Я действительно лучше знал пожелания народа, чем капитан. Он становился все более нелюдимым, запирался в апартаментах с ближайшими сподвижниками. Получалось, что только я и контактировал с гражданами: разговаривал с ними в парке, узнавал их мнение по различным вопросам, посещал открытые дебаты в парламенте, виделся с техниками. И чувствовал при этом, что исполняю свой долг. При моем участии вышло несколько передач о различных аспектах функционирования корабля. У меня оказалось большее поле деятельности, чем у капитана, что вызывало недовольство у старших офицеров. Гражданские и мелкие военные чины знали, что могут обратиться ко мне напрямую, поделиться переживаниями, высказать свое мнение или же просто поговорить. Моя популярность действительно росла. Но кто-то из Совета Шести должен был заниматься общественными проблемами.

Конечно, я говорил об этом с капитаном, и не один раз, но мои слова ничего не изменили. Туриан стал странным, с причудами. Он вырезал страницы из Библии и составлял их обратно в случайном порядке, пытаясь прочитать в этих обрывках волю Бога.

Наверное, порядок, царивший на корабле, лишал его возможности исполнять капитанские обязанности в полной мере. Но это ни в коем случае не оправдывает его, скорее наоборот. Для настоящего вождя гораздо важнее выказать силу характера в спокойные времена, чем в напряженный момент. Любой может руководить при кризисе, к этому легко привыкаешь. Но поддерживать в себе смелость и решительность постоянно, не давать людям сбиться с верного пути — вот истинная задача настоящего лидера, сама суть его миссии.

Что было важнее для Моисея: провести евреев сквозь разошедшиеся соленые воды или поддерживать в них надежду и сплоченность во время скитаний? Когда проявилась сила характера Наполеона[2]: до или после Москвы?[3]. Ответ заранее ясен.

В целом Туриан, казалось, был не способен понять нужды людей в мирное, спокойное время. Он, как многие лидеры, устал от благополучия своего народа и пытался внести какие-то изменения в жизнь сенарцев. Он собрал совет для обсуждения вопросов введения обязательного военного образования для всех детей, изменения иерархии продвижения на высшие должности офицеров, регулирования заключения браков. Естественно, мне пришлось выступать против его абсурдных предложений. Я только убеждал, что людям совсем не понравятся такие драконовские меры, и вовсе не хотел помешать капитану выдвигать законодательные проекты, что являлось его прямой обязанностью. Я лишь настаивал на представлении их парламенту, чтобы народ мог выразить свою волю. Капитан пытался сделать принятие законов своей привилегией. Это означало упразднение свободного волеизъявления.

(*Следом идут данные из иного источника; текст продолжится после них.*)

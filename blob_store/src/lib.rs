mod config;
mod error;
mod signer;
mod storage;

use std::sync::Arc;

use data_model::Visibility;
use object_store::ObjectStoreScheme;
use tracing::info;

pub use crate::{
    config::BlobStoreConfig,
    error::{BlobError, BlobResult},
    signer::{LocalUrlSigner, S3UrlSigner, SignedUrl, UrlSigner, UPLOAD_URL_EXPIRY},
    storage::{BlobStorage, PutResult},
};

/// One physical object store plus its optional URL signer.
pub struct BlobStore {
    storage: BlobStorage,
    signer: Option<Arc<dyn UrlSigner>>,
}

impl BlobStore {
    /// Builds the store for a configured location. S3 locations get a
    /// presigning client; filesystem locations get plain file URLs (shared
    /// filesystem assumption); anything else has no signer and cannot serve
    /// presigned uploads.
    pub async fn new(config: &BlobStoreConfig) -> BlobResult<Self> {
        let (object_store, base, scheme) = storage::build_object_store(config)?;
        let signer: Option<Arc<dyn UrlSigner>> = match scheme {
            ObjectStoreScheme::AmazonS3 => Some(Arc::new(
                S3UrlSigner::from_store_url(&config.path, config.region.clone()).await?,
            )),
            ObjectStoreScheme::Local => Some(Arc::new(LocalUrlSigner::new(&config.path))),
            _ => None,
        };
        info!(
            path = %config.path,
            signing = signer.is_some(),
            "opened blob store",
        );
        Ok(Self {
            storage: BlobStorage::from_parts(object_store, base),
            signer,
        })
    }

    pub fn with_signer(storage: BlobStorage, signer: Option<Arc<dyn UrlSigner>>) -> Self {
        Self { storage, signer }
    }

    pub fn storage(&self) -> &BlobStorage {
        &self.storage
    }

    pub fn signer(&self) -> BlobResult<&dyn UrlSigner> {
        self.signer.as_deref().ok_or(BlobError::SigningUnavailable)
    }
}

/// The two visibility-scoped stores. Every decision of which physical store
/// handles a blob goes through `store()`.
pub struct BlobStoreSet {
    public: BlobStore,
    private: BlobStore,
}

impl BlobStoreSet {
    pub async fn new(
        public_config: &BlobStoreConfig,
        private_config: &BlobStoreConfig,
    ) -> BlobResult<Self> {
        Ok(Self {
            public: BlobStore::new(public_config).await?,
            private: BlobStore::new(private_config).await?,
        })
    }

    pub fn from_stores(public: BlobStore, private: BlobStore) -> Self {
        Self { public, private }
    }

    pub fn store(&self, visibility: Visibility) -> &BlobStore {
        match visibility {
            Visibility::Public => &self.public,
            Visibility::Private => &self.private,
        }
    }
}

Я помню, насколько тяжелой стала та парламентская сессия. Два старших лейтенанта втайне соглашались со мной, но, соблюдая этикет, вынуждены были встать на сторону капитана. Еще один старший офицер, Ростер, громогласно заявлял о праве главнокомандующего делать все, что ему захочется. Двое воздержались. Чтобы продемонстрировать вам, насколько опустился Туриан, упомяну о его пренебрежении бритьем в тот день. Он был высоким, стройным мужчиной с обилием растительности на лице. У Туриана могла отрасти густая борода до самых глаз, не брейся он дважды в день. Но на этом совете — напомню, это был совет старшего командного состава — его щеки покрывала щетина.

Обычно собрания совета происходят при открытых дверях, только дела государственной важности не предаются широкой огласке. Это справедливо, когда затрагиваются военные секреты но тогда обсуждалось благополучие общества, а результаты подобного совещания никак нельзя скрывать.

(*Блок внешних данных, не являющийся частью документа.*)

use axum::{
    extract::{rejection::JsonRejection, State},
    Json,
};
use opentelemetry::KeyValue;

use super::RouteState;
use crate::{
    http_objects::{ApiError, ReferenceRequest, ReferenceResponse},
    metrics::Timer,
};

/// Resolve a blob to a stable download reference
#[utoipa::path(
    post,
    path = "/blob/reference",
    request_body = ReferenceRequest,
    tag = "blobs",
    responses(
        (status = 200, description = "reference resolved", body = ReferenceResponse),
        (status = 400, description = "invalid identifier or request body", body = ApiError),
        (status = 401, description = "rejected by the authorization layer in front of the gateway", body = ApiError),
        (status = 404, description = "no blob recorded under the key", body = ApiError),
        (status = INTERNAL_SERVER_ERROR, description = "unable to resolve reference", body = ApiError)
    ),
)]
pub async fn blob_reference(
    State(state): State<RouteState>,
    payload: Result<Json<ReferenceRequest>, JsonRejection>,
) -> Result<Json<ReferenceResponse>, ApiError> {
    let timer_kvs = &[KeyValue::new("op", "reference")];
    let _timer = Timer::start_with_labels(&state.metrics.request_latency, timer_kvs);

    let Json(request) = payload.map_err(|err| ApiError::bad_request(&err.body_text()))?;

    let reference = state
        .gateway
        .reference(&request.namespace, &request.key)
        .await?;

    Ok(Json(reference.into()))
}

Я не собирался предавать народ и покинул здание парламента с твердым намерением сообщить людям правду. Тогда и состоялась моя знаменитая речь на футбольном поле. Вы, должно быть, читали ее или даже изучали в школе. Мне вовсе не льстит мысль, что дети учат мое выступление наизусть. В истории можно найти множество более достойных ораторов. Конечно, в реальности я и заикался, и проглатывал некоторые слова, но основную мысль речи записи передали совершенно точно: свобода выбора — прежде всего. Тяжело доставшаяся, надежно охраняемая свобода не должна становиться игрушкой в руках одного человека, как бы одарен и знаменит он ни был.

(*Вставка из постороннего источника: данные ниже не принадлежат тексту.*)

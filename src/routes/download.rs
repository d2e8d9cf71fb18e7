use axum::{
    body::Body,
    extract::{Path, State},
    response::Response,
};
use data_model::encode_path_segment;
use opentelemetry::KeyValue;

use super::RouteState;
use crate::{http_objects::ApiError, metrics::Timer};

/// Stream a blob back to the caller
#[utoipa::path(
    get,
    path = "/blob/download/{namespace}/{key}",
    tag = "blobs",
    params(
        ("namespace" = String, Path, description = "Namespace the blob belongs to"),
        ("key" = String, Path, description = "Key of the blob within the namespace"),
    ),
    responses(
        (status = 200, description = "raw blob bytes"),
        (status = 400, description = "invalid identifier", body = ApiError),
        (status = 401, description = "rejected by the authorization layer in front of the gateway", body = ApiError),
        (status = 404, description = "no blob recorded, or object not yet available", body = ApiError),
        (status = INTERNAL_SERVER_ERROR, description = "unable to read blob", body = ApiError)
    ),
)]
pub async fn download_blob(
    State(state): State<RouteState>,
    Path((namespace, key)): Path<(String, String)>,
) -> Result<Response<Body>, ApiError> {
    let timer_kvs = &[KeyValue::new("op", "download")];
    let _timer = Timer::start_with_labels(&state.metrics.request_latency, timer_kvs);

    let download = state.gateway.download(&namespace, &key).await?;
    let metadata = download.metadata;

    state.metrics.downloads.add(1, &[]);
    state.metrics.download_bytes.add(metadata.size, &[]);

    Response::builder()
        .header("Content-Type", metadata.content_type)
        .header("Content-Length", metadata.size.to_string())
        .header(
            "Content-Disposition",
            format!(
                "attachment; filename=\"{}\"",
                encode_path_segment(&metadata.key)
            ),
        )
        .body(Body::from_stream(download.stream))
        .map_err(|e| ApiError::internal_error_str(&e.to_string()))
}
use std::fmt;

pub type BlobResult<T> = Result<T, BlobError>;

/// Errors surfaced by the object-store layer.
#[derive(Debug)]
pub enum BlobError {
    /// No object is stored under the key.
    NotFound { key: String },

    /// The upload payload contained no bytes.
    EmptyPayload,

    /// The store location URL could not be parsed.
    InvalidUri { uri: String, reason: String },

    /// No URL signer is configured for the target store.
    SigningUnavailable,

    /// Presigned URL generation failed.
    Presign { reason: String },

    /// The upload byte stream failed before completion.
    Stream { reason: String },

    /// Backing store I/O failure.
    Storage { source: object_store::Error },
}

impl fmt::Display for BlobError {
    fn fmt(&self, f: &mut fmt::Formatter<'_>) -> fmt::Result {
        match self {
            BlobError::NotFound { key } => write!(f, "object not found: {}", key),
            BlobError::EmptyPayload => write!(f, "payload is empty"),
            BlobError::InvalidUri { uri, reason } => {
                write!(f, "invalid store uri '{}': {}", uri, reason)
            }
            BlobError::SigningUnavailable => {
                write!(f, "no url signer configured for this store")
            }
            BlobError::Presign { reason } => {
                write!(f, "presigned url generation failed: {}", reason)
            }
            BlobError::Stream { reason } => {
                write!(f, "upload stream failed: {}", reason)
            }
            BlobError::Storage { source } => write!(f, "object store error: {}", source),
        }
    }
}

impl std::error::Error for BlobError {
    fn source(&self) -> Option<&(dyn std::error::Error + 'static)> {
        match self {
            BlobError::Storage { source } => Some(source),
            _ => None,
        }
    }
}

impl From<object_store::Error> for BlobError {
    fn from(err: object_store::Error) -> Self {
        match err {
            object_store::Error::NotFound { path, .. } => BlobError::NotFound { key: path },
            _ => BlobError::Storage { source: err },
        }
    }
}

impl From<url::ParseError> for BlobError {
    fn from(err: url::ParseError) -> Self {
        BlobError::InvalidUri {
            uri: String::new(),
            reason: err.to_string(),
        }
    }
}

Случай выдался подходящий: проходила игра за главный кубок между самыми именитыми футбольными командами. Почти все граждане собрались на стадионе: сердца распахнуты, а чувства взбудоражены великим событием. Я взял микрофон, потому что именно мне доверили открывать состязание. Мои слова вызвали рев одобрения. Естественно, Туриан тоже присутствовал на матче. Он встал, вне себя от бешенства, чтобы произнести ответную речь, а может, и объявить о моем аресте. Но такое развитие событий спровоцировало бы народную ярость, возможно, даже восстание. Поэтому, закончив говорить, я вызвал игроков на поле и объявил о начале игры.

Толпа криками подбадривала то одну, то другую команду, футболисты носились по полю, а капитан ничего не мог предпринять в подобной ситуации. Я увлеченно следил за ходом матча, но при этом спиной чувствовал на себе взгляд Туриана. Теперь он совершенно точно считал меня предателем, как будто лояльность к нему лично означала выполнение долга перед народом!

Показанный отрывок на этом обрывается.